Goal of the exercise ::
Please copy out the entries below exactly, beginning with the line that contains "use crate::config::persona::GenerationConfig;" and ending with the line that contains "pub trait ChatClient: Send", and include nothing outside that span.

Dataset entries ::
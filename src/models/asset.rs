use std::path::PathBuf;
use uuid::Uuid;

#[derive(Clone, Debug)]
pub struct UploadedAsset {
    pub generated_id: Uuid,
    pub original_name: String,
    pub storage_path: PathBuf,
    pub public_address: String,
}

impl UploadedAsset {
    pub fn file_name(&self) -> Option<&str> {
        self.storage_path.file_name().and_then(|n| n.to_str())
    }
}
use crate::config::persona::{ GENERATION_CONFIG, SYSTEM_DIRECTIVE };
use crate::error::{ RelayError, RelayResult };
use crate::llm::chat::{ ChatClient, ChatRequest };
use crate::models::chat::ConversationTurn;

use log::{ error, info };
use std::sync::Arc;

#[derive(Debug, Clone, PartialEq, Eq)]
pub struct RelayReply {
    pub reply_text: String,
    pub updated_history: Vec<ConversationTurn>,
}

/// Forwards one user message plus the caller's history to the language model. Nothing is stored
/// between calls; the caller round-trips the history.
#[derive(Clone)]
pub struct ConversationRelay {
    chat_client: Arc<dyn ChatClient>,
}

impl ConversationRelay {
    pub fn new(chat_client: Arc<dyn ChatClient>) -> Self {
        Self { chat_client }
    }

    pub async fn reply(
        &self,
        user_text: &str,
        history: Vec<ConversationTurn>
    ) -> RelayResult<RelayReply> {
        if user_text.trim().is_empty() {
            return Err(RelayError::invalid("No 'text' provided"));
        }

        info!(
            "Relaying message to {} ({} prior turns)",
            self.chat_client.get_model(),
            history.len()
        );

        let request = ChatRequest {
            system: SYSTEM_DIRECTIVE,
            history: &history,
            message: user_text,
            generation: GENERATION_CONFIG,
        };
        let completion = self.chat_client.complete(request).await.map_err(|e| {
            error!("Language model call failed: {}", e);
            match e {
                RelayError::Provider { .. } => e,
                other => RelayError::provider(other.to_string()),
            }
        })?;

        let mut updated_history = history;
        updated_history.push(ConversationTurn::user(user_text));
        updated_history.push(ConversationTurn::model(completion.response.clone()));

        Ok(RelayReply {
            reply_text: completion.response,
            updated_history,
        })
    }
}
pub mod gemini;

use async_trait::async_trait;
use std::sync::Arc;

use super::LlmConfig;
use self::gemini::GeminiChatClient;
use crate::config::persona::GenerationConfig;
use crate::error::RelayResult;
use crate::models::chat::ConversationTurn;

#[derive(Debug, Clone)]
pub struct CompletionResponse {
    pub response: String,
}

/// Everything the model sees for one exchange.
#[derive(Debug, Clone, Copy)]
pub struct ChatRequest<'a> {
    pub system: &'a str,
    pub history: &'a [ConversationTurn],
    pub message: &'a str,
    pub generation: GenerationConfig,
}

#[async_trait]
pub trait ChatClient: Send + Sync {
    async fn complete(&self, request: ChatRequest<'_>) -> RelayResult<CompletionResponse>;

    fn get_model(&self) -> String;
}

pub fn new_client(config: &LlmConfig) -> RelayResult<Arc<dyn ChatClient>> {
    let client = GeminiChatClient::from_config(config)?;
    Ok(Arc::new(client))
}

Expected answer ::
use crate::config::persona::GenerationConfig;
use crate::error::RelayResult;
use crate::models::chat::ConversationTurn;

#[derive(Debug, Clone)]
pub struct CompletionResponse {
    pub response: String,
}

/// Everything the model sees for one exchange.
#[derive(Debug, Clone, Copy)]
pub struct ChatRequest<'a> {
    pub system: &'a str,
    pub history: &'a [ConversationTurn],
    pub message: &'a str,
    pub generation: GenerationConfig,
}

#[async_trait]
pub trait ChatClient: Send + Sync {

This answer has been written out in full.